//! Timed readers-writer lock and counting semaphore.
//!
//! Both are invalidatable: once torn down, every blocked and future waiter
//! gets [`WaitError::Invalid`] instead of hanging. That is the only way a task
//! blocked on a peer that is going away can notice, so every wait in the
//! engine goes through these rather than bare `parking_lot` locks.
//!
//! Locks are held through owned guards (an `Arc` of the lock) because a
//! writer keeps its slot locked across cycles and hands it over at swap time.

use parking_lot::{Condvar, Mutex};
use std::sync::Arc;
use std::time::{Duration, Instant};

#[derive(Debug, Clone, Copy, PartialEq, Eq, thiserror::Error)]
pub enum WaitError {
    #[error("would block")]
    WouldBlock,
    #[error("timed out")]
    Timeout,
    #[error("primitive invalidated")]
    Invalid,
}

#[derive(Debug)]
struct RwState {
    readers: u32,
    writer: bool,
    valid: bool,
}

/// Readers-writer lock with try and deadline acquisition.
#[derive(Debug)]
pub struct TimedRwLock {
    name: String,
    state: Mutex<RwState>,
    cv: Condvar,
}

impl TimedRwLock {
    pub fn new(name: impl Into<String>) -> Arc<Self> {
        Arc::new(Self {
            name: name.into(),
            state: Mutex::new(RwState {
                readers: 0,
                writer: false,
                valid: true,
            }),
            cv: Condvar::new(),
        })
    }

    pub fn name(&self) -> &str {
        &self.name
    }

    pub fn is_valid(&self) -> bool {
        self.state.lock().valid
    }

    pub fn try_read(self: &Arc<Self>) -> Result<ReadHold, WaitError> {
        let mut st = self.state.lock();
        if !st.valid {
            return Err(WaitError::Invalid);
        }
        if st.writer {
            return Err(WaitError::WouldBlock);
        }
        st.readers += 1;
        Ok(ReadHold(Arc::clone(self)))
    }

    pub fn read_for(self: &Arc<Self>, timeout: Duration) -> Result<ReadHold, WaitError> {
        let deadline = Instant::now() + timeout;
        let mut st = self.state.lock();
        loop {
            if !st.valid {
                return Err(WaitError::Invalid);
            }
            if !st.writer {
                st.readers += 1;
                return Ok(ReadHold(Arc::clone(self)));
            }
            if self.cv.wait_until(&mut st, deadline).timed_out() {
                return if !st.valid {
                    Err(WaitError::Invalid)
                } else if !st.writer {
                    st.readers += 1;
                    Ok(ReadHold(Arc::clone(self)))
                } else {
                    Err(WaitError::Timeout)
                };
            }
        }
    }

    pub fn try_write(self: &Arc<Self>) -> Result<WriteHold, WaitError> {
        let mut st = self.state.lock();
        if !st.valid {
            return Err(WaitError::Invalid);
        }
        if st.writer || st.readers > 0 {
            return Err(WaitError::WouldBlock);
        }
        st.writer = true;
        Ok(WriteHold(Arc::clone(self)))
    }

    pub fn write_for(self: &Arc<Self>, timeout: Duration) -> Result<WriteHold, WaitError> {
        let deadline = Instant::now() + timeout;
        let mut st = self.state.lock();
        loop {
            if !st.valid {
                return Err(WaitError::Invalid);
            }
            if !st.writer && st.readers == 0 {
                st.writer = true;
                return Ok(WriteHold(Arc::clone(self)));
            }
            if self.cv.wait_until(&mut st, deadline).timed_out() {
                return if !st.valid {
                    Err(WaitError::Invalid)
                } else if !st.writer && st.readers == 0 {
                    st.writer = true;
                    Ok(WriteHold(Arc::clone(self)))
                } else {
                    Err(WaitError::Timeout)
                };
            }
        }
    }

    /// Wake every waiter with `Invalid`; holders keep their guards until drop.
    pub fn invalidate(&self) {
        self.state.lock().valid = false;
        self.cv.notify_all();
    }

    fn release_read(&self) {
        let mut st = self.state.lock();
        st.readers = st.readers.saturating_sub(1);
        if st.readers == 0 {
            self.cv.notify_all();
        }
    }

    fn release_write(&self) {
        self.state.lock().writer = false;
        self.cv.notify_all();
    }
}

/// Shared hold on a [`TimedRwLock`]; released on drop.
#[derive(Debug)]
#[must_use = "the lock is released as soon as the hold is dropped"]
pub struct ReadHold(Arc<TimedRwLock>);

impl ReadHold {
    pub fn lock(&self) -> &Arc<TimedRwLock> {
        &self.0
    }
}

impl Drop for ReadHold {
    fn drop(&mut self) {
        self.0.release_read();
    }
}

/// Exclusive hold on a [`TimedRwLock`]; released on drop.
#[derive(Debug)]
#[must_use = "the lock is released as soon as the hold is dropped"]
pub struct WriteHold(Arc<TimedRwLock>);

impl WriteHold {
    pub fn lock(&self) -> &Arc<TimedRwLock> {
        &self.0
    }
}

impl Drop for WriteHold {
    fn drop(&mut self) {
        self.0.release_write();
    }
}

#[derive(Debug)]
struct SemState {
    count: u64,
    valid: bool,
}

/// Counting semaphore used for sporadic request/response handshakes.
#[derive(Debug)]
pub struct Semaphore {
    name: String,
    state: Mutex<SemState>,
    cv: Condvar,
}

impl Semaphore {
    pub fn new(name: impl Into<String>, initial: u64) -> Arc<Self> {
        Arc::new(Self {
            name: name.into(),
            state: Mutex::new(SemState {
                count: initial,
                valid: true,
            }),
            cv: Condvar::new(),
        })
    }

    pub fn name(&self) -> &str {
        &self.name
    }

    pub fn post(&self) {
        let mut st = self.state.lock();
        st.count += 1;
        self.cv.notify_one();
    }

    pub fn value(&self) -> u64 {
        self.state.lock().count
    }

    pub fn try_wait(&self) -> Result<(), WaitError> {
        let mut st = self.state.lock();
        if !st.valid {
            return Err(WaitError::Invalid);
        }
        if st.count == 0 {
            return Err(WaitError::WouldBlock);
        }
        st.count -= 1;
        Ok(())
    }

    pub fn wait_for(&self, timeout: Duration) -> Result<(), WaitError> {
        let deadline = Instant::now() + timeout;
        let mut st = self.state.lock();
        loop {
            if !st.valid {
                return Err(WaitError::Invalid);
            }
            if st.count > 0 {
                st.count -= 1;
                return Ok(());
            }
            if self.cv.wait_until(&mut st, deadline).timed_out() {
                return if !st.valid {
                    Err(WaitError::Invalid)
                } else if st.count > 0 {
                    st.count -= 1;
                    Ok(())
                } else {
                    Err(WaitError::Timeout)
                };
            }
        }
    }

    pub fn invalidate(&self) {
        self.state.lock().valid = false;
        self.cv.notify_all();
    }
}
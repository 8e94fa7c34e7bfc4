use std::hint::black_box;
use std::path::PathBuf;
use std::sync::Arc;
use std::sync::atomic::{AtomicBool, Ordering};
use std::thread;
use std::time::Duration;

use dermis_icc::{LayerRing, ReadStatus, RingReader, RingWriter};
use dermis_perf::{Measurement, Percentiles, RingCounters, make_ring, section, time_per_call};
use dermis_rt::{PeriodicTimer, Semaphore, TimedRwLock, now_ns};
use serde::Serialize;

const WAIT: Duration = Duration::from_millis(10);
const DELIVERY_SAMPLES: usize = 2_000;

#[derive(Debug, Default, Serialize)]
struct Report {
    measurements: Vec<Measurement>,
    /// Writer swap skips per sensor count of the single-thread hot path.
    fill_and_swap_skips: Vec<(usize, u64)>,
    delivery: Option<Percentiles>,
    delivery_counters: RingCounters,
}

impl Report {
    fn push(&mut self, m: Option<Measurement>) {
        if let Some(m) = m {
            m.print();
            self.measurements.push(m);
        }
    }
}

fn main() {
    println!("dermis perf report");
    let mut report = Report::default();
    primitives(&mut report);
    ring_hot_path(&mut report);
    delivery(&mut report);
    save(&report);
}

fn primitives(report: &mut Report) {
    section("sync primitives");
    report.push(time_per_call("now_ns", 1_000, 1_000, || {
        black_box(now_ns());
    }));

    let lock = TimedRwLock::new("report");
    report.push(time_per_call("rwlock try_read + release", 1_000, 1_000, || {
        black_box(lock.try_read().is_ok());
    }));

    let sem = Semaphore::new("report", 0);
    report.push(time_per_call("semaphore post + try_wait", 1_000, 1_000, || {
        sem.post();
        black_box(sem.try_wait().is_ok());
    }));
}

fn ring_hot_path(report: &mut Report) {
    section("fill and swap, single thread");
    for sensors in [64usize, 1024, 8192] {
        let Some(ring) = ring_or_report(3, sensors, 1000) else {
            continue;
        };
        let period = ring.period();
        let Ok(mut writer) = RingWriter::new(ring, WAIT) else {
            println!("  could not lock the first slot; skipped");
            continue;
        };
        let values: Vec<u16> = (0..sensors).map(|i| i as u16).collect();
        report.push(time_per_call(&format!("fill_and_swap/{sensors}"), 500, 100, || {
            writer.slot().write_all(&values);
            black_box(writer.swap(now_ns() + 1_000_000, period));
        }));
        report.fill_and_swap_skips.push((sensors, writer.swap_skips()));
    }
}

fn delivery(report: &mut Report) {
    section("writer at 1 kHz, one reader, 3 slots, 256 sensors");
    let Some(ring) = ring_or_report(3, 256, 1000) else {
        return;
    };
    let stop = Arc::new(AtomicBool::new(false));
    let writer = spawn_writer(Arc::clone(&ring), Arc::clone(&stop));

    let mut counters = RingCounters::default();
    let mut reader = RingReader::new(ring);
    let mut ages = Vec::with_capacity(DELIVERY_SAMPLES);
    let mut last = 0;
    while ages.len() < DELIVERY_SAMPLES {
        let mut ts = 0;
        let status = reader.read(WAIT, || false, || counters.retries += 1, |f| ts = f.timestamp_ns());
        match status {
            Ok(ReadStatus::Delivered) if ts > last => {
                ages.push(now_ns().saturating_sub(ts));
                last = ts;
            }
            Ok(ReadStatus::Stale) => counters.stale += 1,
            Ok(_) => {}
            Err(e) => {
                println!("  reader failed: {e}");
                break;
            }
        }
    }
    stop.store(true, Ordering::Relaxed);
    counters.swap_skips = writer.join().unwrap_or(0);
    counters.protection_ns = reader.protection_ns();

    report.delivery = Percentiles::of(&mut ages);
    if let Some(stats) = report.delivery {
        Measurement {
            name: "frame age at delivery".into(),
            unit: "ns",
            stats,
        }
        .print();
    }
    counters.print();
    report.delivery_counters = counters;
}

fn ring_or_report(buffers: usize, sensors: usize, rate: u32) -> Option<Arc<LayerRing>> {
    make_ring(buffers, sensors, rate)
        .inspect_err(|e| println!("  ring creation failed: {e}"))
        .ok()
}

/// Periodic writer stamping the frame number into every sensor until `stop`.
/// Returns the writer's swap skips.
fn spawn_writer(ring: Arc<LayerRing>, stop: Arc<AtomicBool>) -> thread::JoinHandle<u64> {
    thread::spawn(move || {
        let period = ring.period();
        let Ok(mut w) = RingWriter::new(Arc::clone(&ring), period) else {
            return 0;
        };
        let mut timer = PeriodicTimer::new(period);
        let mut frame: u16 = 0;
        while !stop.load(Ordering::Relaxed) {
            w.last_chance_swap();
            let t0 = now_ns();
            frame = frame.wrapping_add(1);
            for i in 0..ring.sensor_count() {
                w.slot().set(i, frame);
            }
            w.record_fill(Duration::from_nanos(now_ns() - t0));
            w.swap(timer.next_release_ns(), period);
            timer.wait_period();
        }
        w.swap_skips()
    })
}

fn save(report: &Report) {
    let out = PathBuf::from(env!("CARGO_MANIFEST_DIR"))
        .join("..")
        .join("target")
        .join("perf_report.json");
    let written = serde_json::to_vec_pretty(report)
        .map_err(std::io::Error::other)
        .and_then(|bytes| std::fs::write(&out, bytes));
    match written {
        Ok(()) => println!("\nresults written to {}", out.display()),
        Err(e) => println!("\ncould not write {}: {e}", out.display()),
    }
}
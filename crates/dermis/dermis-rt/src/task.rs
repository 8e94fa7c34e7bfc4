use parking_lot::{Condvar, Mutex};
use std::cell::Cell;
use std::io;
use std::sync::Arc;
use std::sync::atomic::{AtomicBool, Ordering};
use std::thread::{self, JoinHandle};
use std::time::{Duration, Instant};
use tracing::{debug, warn};

thread_local! {
    static IN_TASK: Cell<bool> = const { Cell::new(false) };
}

/// True on threads spawned through [`TaskHandle::spawn`].
///
/// Several control operations block on engine tasks and must not be called by
/// one of them.
pub fn in_task_context() -> bool {
    IN_TASK.with(Cell::get)
}

#[derive(Debug, Default)]
struct RunState {
    paused: bool,
    running: bool,
}

/// Control flags shared between a task and whoever manages it.
#[derive(Debug, Default)]
pub struct TaskFlags {
    must_stop: AtomicBool,
    must_pause: AtomicBool,
    state: Mutex<RunState>,
    changed: Condvar,
}

impl TaskFlags {
    pub fn new_paused() -> Arc<Self> {
        let flags = Self::default();
        flags.must_pause.store(true, Ordering::Relaxed);
        Arc::new(flags)
    }

    #[inline]
    pub fn must_stop(&self) -> bool {
        self.must_stop.load(Ordering::Acquire)
    }

    pub fn request_stop(&self) {
        self.must_stop.store(true, Ordering::Release);
    }

    #[inline]
    pub fn must_pause(&self) -> bool {
        self.must_pause.load(Ordering::Acquire)
    }

    pub fn set_must_pause(&self, pause: bool) {
        self.must_pause.store(pause, Ordering::Release);
    }

    pub fn is_paused(&self) -> bool {
        self.state.lock().paused
    }

    /// Reported by the task itself once it has noticed a pause request.
    pub fn set_paused(&self, paused: bool) {
        let mut st = self.state.lock();
        if st.paused != paused {
            st.paused = paused;
            self.changed.notify_all();
        }
    }

    pub fn is_running(&self) -> bool {
        self.state.lock().running
    }

    /// Wait until the task confirms it is paused, it exits, or `abort` says so.
    ///
    /// Returns whether the task is paused (or gone).
    pub fn wait_paused(&self, timeout: Duration, abort: impl Fn() -> bool) -> bool {
        let deadline = Instant::now() + timeout;
        let mut st = self.state.lock();
        loop {
            if st.paused || !st.running {
                return true;
            }
            if abort() || Instant::now() >= deadline {
                return false;
            }
            let step = (Instant::now() + Duration::from_millis(10)).min(deadline);
            self.changed.wait_until(&mut st, step);
        }
    }

    fn set_running(&self, running: bool) {
        let mut st = self.state.lock();
        st.running = running;
        if !running {
            st.paused = false;
        }
        self.changed.notify_all();
    }

    fn wait_exit(&self, grace: Duration) -> bool {
        let deadline = Instant::now() + grace;
        let mut st = self.state.lock();
        while st.running {
            if self.changed.wait_until(&mut st, deadline).timed_out() {
                return !st.running;
            }
        }
        true
    }
}

struct ExitMark(Arc<TaskFlags>);

impl Drop for ExitMark {
    fn drop(&mut self) {
        self.0.set_running(false);
    }
}

/// Owner side of one engine task thread.
pub struct TaskHandle {
    name: String,
    flags: Arc<TaskFlags>,
    join: Option<JoinHandle<()>>,
}

impl TaskHandle {
    /// Spawn `body` on a named thread.
    ///
    /// The task counts as running from the moment this returns, so a stop
    /// issued right away still waits for it.
    pub fn spawn<F>(name: impl Into<String>, flags: Arc<TaskFlags>, body: F) -> io::Result<Self>
    where
        F: FnOnce(&TaskFlags) + Send + 'static,
    {
        let name = name.into();
        flags.set_running(true);
        let inner = Arc::clone(&flags);
        let spawned = thread::Builder::new().name(name.clone()).spawn(move || {
            IN_TASK.with(|c| c.set(true));
            let _exit = ExitMark(Arc::clone(&inner));
            body(&inner);
        });
        match spawned {
            Ok(join) => Ok(Self {
                name,
                flags,
                join: Some(join),
            }),
            Err(e) => {
                flags.set_running(false);
                Err(e)
            }
        }
    }

    pub fn name(&self) -> &str {
        &self.name
    }

    pub fn flags(&self) -> &Arc<TaskFlags> {
        &self.flags
    }

    /// Ask the task to stop and wait up to `grace` for it to leave.
    ///
    /// A task still running after the grace period is detached and reported;
    /// returns whether it exited in time.
    pub fn stop(mut self, grace: Duration) -> bool {
        self.flags.request_stop();
        self.finish(grace)
    }

    /// Wait for a task already told to stop.
    pub fn finish(&mut self, grace: Duration) -> bool {
        if self.flags.wait_exit(grace) {
            if let Some(join) = self.join.take()
                && join.join().is_err()
            {
                warn!(task = %self.name, "task panicked");
            }
            debug!(task = %self.name, "task stopped");
            true
        } else {
            warn!(task = %self.name, ?grace, "task did not stop in time; detaching");
            self.join.take();
            false
        }
    }
}

impl Drop for TaskHandle {
    fn drop(&mut self) {
        if self.join.is_some() {
            self.flags.request_stop();
        }
    }
}

/// Stop a group of tasks together: all are told first, then each gets what
/// is left of the shared grace period.
pub fn stop_all(tasks: impl IntoIterator<Item = TaskHandle>, grace: Duration) -> usize {
    let mut tasks: Vec<TaskHandle> = tasks.into_iter().collect();
    for t in &tasks {
        t.flags.request_stop();
    }
    let deadline = Instant::now() + grace;
    let mut stuck = 0;
    for t in &mut tasks {
        let left = deadline.saturating_duration_since(Instant::now());
        if !t.finish(left) {
            stuck += 1;
        }
    }
    stuck
}
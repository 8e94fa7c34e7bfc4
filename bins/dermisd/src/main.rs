mod virtual_device;

use anyhow::Context;
use dermis_config::DermisConfig;
use dermis_core::{Kernel, StatusSnapshot};
use dermis_engine::DermisEngine;
use dermis_icc::ProcessRegistry;
use std::io::BufRead;
use std::path::{Path, PathBuf};
use std::sync::Arc;
use std::sync::atomic::{AtomicBool, Ordering};
use std::thread::{self, JoinHandle};
use std::time::Duration;
use tracing::{info, warn};
use tracing_subscriber::EnvFilter;
use virtual_device::VirtualDevice;

const STATUS_EVERY: Duration = Duration::from_secs(1);

fn main() -> anyhow::Result<()> {
    let config = match std::env::args().nth(1) {
        Some(path) => DermisConfig::load(path.as_str()).with_context(|| format!("loading {path}"))?,
        None => DermisConfig::default(),
    };
    tracing_subscriber::fmt()
        .with_env_filter(
            EnvFilter::try_from_default_env().unwrap_or_else(|_| EnvFilter::new(&config.log_level)),
        )
        .init();

    let engine = DermisEngine::start(&config, ProcessRegistry::new()).context("starting engine")?;
    let devices = if config.devices.is_empty() {
        vec![VirtualDevice::fallback()]
    } else {
        config.devices.clone()
    };
    for dev in &devices {
        let reg = engine
            .kernel()
            .register_device(VirtualDevice::registration(dev))
            .with_context(|| format!("registering device {}", dev.name))?;
        info!(device = %dev.name, id = %reg.id, "virtual device registered");
    }

    let done = Arc::new(AtomicBool::new(false));
    let reporter = config
        .status_path
        .as_ref()
        .map(|path| spawn_reporter(Arc::clone(engine.kernel()), PathBuf::from(path), Arc::clone(&done)))
        .transpose()
        .context("starting status reporter")?;

    info!("commands: devs, clbr, rgn; quit to exit");
    for line in std::io::stdin().lock().lines() {
        let line = line.context("reading commands")?;
        if line.trim() == "quit" {
            break;
        }
        engine.command(&line);
        if engine.state().is_terminal() {
            warn!(phase = engine.state().phase_name(), "engine stopped");
            break;
        }
    }

    let stuck = engine.shutdown();
    if stuck > 0 {
        warn!(stuck, "tasks detached at exit");
    }
    done.store(true, Ordering::Relaxed);
    if let Some(reporter) = reporter
        && reporter.join().is_err()
    {
        warn!("status reporter panicked");
    }
    Ok(())
}

/// Rewrite the status file every [`STATUS_EVERY`], and once more on exit.
fn spawn_reporter(kernel: Arc<Kernel>, path: PathBuf, done: Arc<AtomicBool>) -> std::io::Result<JoinHandle<()>> {
    thread::Builder::new().name("dermis-status".into()).spawn(move || {
        loop {
            let last = done.load(Ordering::Relaxed);
            if let Err(e) = write_status(&kernel.status(), &path) {
                warn!(error = %e, path = %path.display(), "status not written");
            }
            if last {
                break;
            }
            thread::sleep(STATUS_EVERY);
        }
    })
}

fn write_status(status: &StatusSnapshot, path: &Path) -> anyhow::Result<()> {
    let json = serde_json::to_vec_pretty(status)?;
    let tmp = path.with_extension("tmp");
    std::fs::write(&tmp, json)?;
    std::fs::rename(&tmp, path)?;
    Ok(())
}
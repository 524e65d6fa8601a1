//! Configuration file and environment overrides.
//!
//! ```toml
//! [server]
//! port = "ssl:perforce:1666"
//! user = "builder"
//! password = "..."        # password or ticket
//! charset = "utf8"
//!
//! [workspace]
//! name = "build-ws"
//! root = "/data/build-ws"
//! options = "allwrite clobber"
//! mappings = [{ depot = "//depot/main/...", client = "//build-ws/..." }]
//!
//! [sync]
//! force_update = false
//!
//! [parallel]
//! threads = 4
//! ```
//!
//! `P4PORT`, `P4USER`, `P4PASSWD`, `P4CHARSET` and `P4CLIENT` override the
//! file.

use crate::error::{DepotError, Result};
use crate::session::ConnectParams;
use crate::sync::{ParallelOptions, SyncOptions};
use crate::workspace::WorkspaceSpec;
use serde::{Deserialize, Serialize};
use std::path::{Path, PathBuf};

#[derive(Debug, Clone, Default, PartialEq, Eq, Serialize, Deserialize)]
#[serde(default)]
pub struct ServerConfig {
    pub port: String,
    pub user: String,
    pub password: Option<String>,
    pub charset: Option<String>,
    /// Depot client binary, `p4` from PATH when unset
    pub program: Option<PathBuf>,
}

#[derive(Debug, Clone, Default, PartialEq, Eq, Serialize, Deserialize)]
#[serde(default)]
pub struct Config {
    pub server: ServerConfig,
    pub workspace: Option<WorkspaceSpec>,
    pub sync: SyncOptions,
    pub parallel: ParallelOptions,
}

impl Config {
    /// `<config dir>/p4sync/config.toml`
    pub fn default_path() -> Option<PathBuf> {
        dirs::config_dir().map(|d| d.join("p4sync").join("config.toml"))
    }

    pub fn load(path: &Path) -> Result<Self> {
        let text = std::fs::read_to_string(path).map_err(|e| {
            DepotError::Config(format!("cannot read {}: {}", path.display(), e))
        })?;
        Self::parse(&text)
    }

    pub fn parse(text: &str) -> Result<Self> {
        toml::from_str(text).map_err(|e| DepotError::Config(e.to_string()))
    }

    /// Load `path`, or the default file when it exists, then apply the
    /// environment and validate.
    pub fn resolve(path: Option<&Path>) -> Result<Self> {
        let mut config = match path {
            Some(path) => Self::load(path)?,
            None => match Self::default_path().filter(|p| p.exists()) {
                Some(path) => Self::load(&path)?,
                None => Self::default(),
            },
        };
        config.apply_env();
        config.validate()?;
        Ok(config)
    }

    pub fn apply_env(&mut self) {
        self.apply_env_with(|key| std::env::var(key).ok().filter(|v| !v.is_empty()));
    }

    fn apply_env_with(&mut self, var: impl Fn(&str) -> Option<String>) {
        if let Some(port) = var("P4PORT") {
            self.server.port = port;
        }
        if let Some(user) = var("P4USER") {
            self.server.user = user;
        }
        if let Some(password) = var("P4PASSWD") {
            self.server.password = Some(password);
        }
        if let Some(charset) = var("P4CHARSET") {
            self.server.charset = Some(charset);
        }
        if let (Some(client), Some(workspace)) = (var("P4CLIENT"), self.workspace.as_mut()) {
            workspace.name = client;
        }
    }

    pub fn validate(&self) -> Result<()> {
        if self.server.port.trim().is_empty() {
            return Err(DepotError::Config(
                "server port is not set (config [server].port or P4PORT)".to_string(),
            ));
        }
        if self.server.user.trim().is_empty() {
            return Err(DepotError::Config(
                "server user is not set (config [server].user or P4USER)".to_string(),
            ));
        }
        if let Some(ws) = &self.workspace {
            if ws.name.trim().is_empty() {
                return Err(DepotError::Config("workspace name is empty".to_string()));
            }
        }
        Ok(())
    }

    pub fn connect_params(&self) -> ConnectParams {
        ConnectParams {
            uri: self.server.port.clone(),
            user: self.server.user.clone(),
            password: self.server.password.clone(),
            charset: self.server.charset.clone(),
        }
    }

    pub fn workspace(&self) -> Result<&WorkspaceSpec> {
        self.workspace
            .as_ref()
            .ok_or_else(|| DepotError::Config("no [workspace] section configured".to_string()))
    }
}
· · · ·
• [Work instructions] Your response should be the lines above from the first to the one containing "pub fn new(name: impl Into<String>)", inclusive, each given exactly.

• [Answer section]
//! Timed readers-writer lock and counting semaphore.
//!
//! Both are invalidatable: once torn down, every blocked and future waiter
//! gets [`WaitError::Invalid`] instead of hanging. That is the only way a task
//! blocked on a peer that is going away can notice, so every wait in the
//! engine goes through these rather than bare `parking_lot` locks.
//!
//! Locks are held through owned guards (an `Arc` of the lock) because a
//! writer keeps its slot locked across cycles and hands it over at swap time.

use parking_lot::{Condvar, Mutex};
use std::sync::Arc;
use std::time::{Duration, Instant};

#[derive(Debug, Clone, Copy, PartialEq, Eq, thiserror::Error)]
pub enum WaitError {
    #[error("would block")]
    WouldBlock,
    #[error("timed out")]
    Timeout,
    #[error("primitive invalidated")]
    Invalid,
}

#[derive(Debug)]
struct RwState {
    readers: u32,
    writer: bool,
    valid: bool,
}

/// Readers-writer lock with try and deadline acquisition.
#[derive(Debug)]
pub struct TimedRwLock {
    name: String,
    state: Mutex<RwState>,
    cv: Condvar,
}

impl TimedRwLock {
    pub fn new(name: impl Into<String>) -> Arc<Self> {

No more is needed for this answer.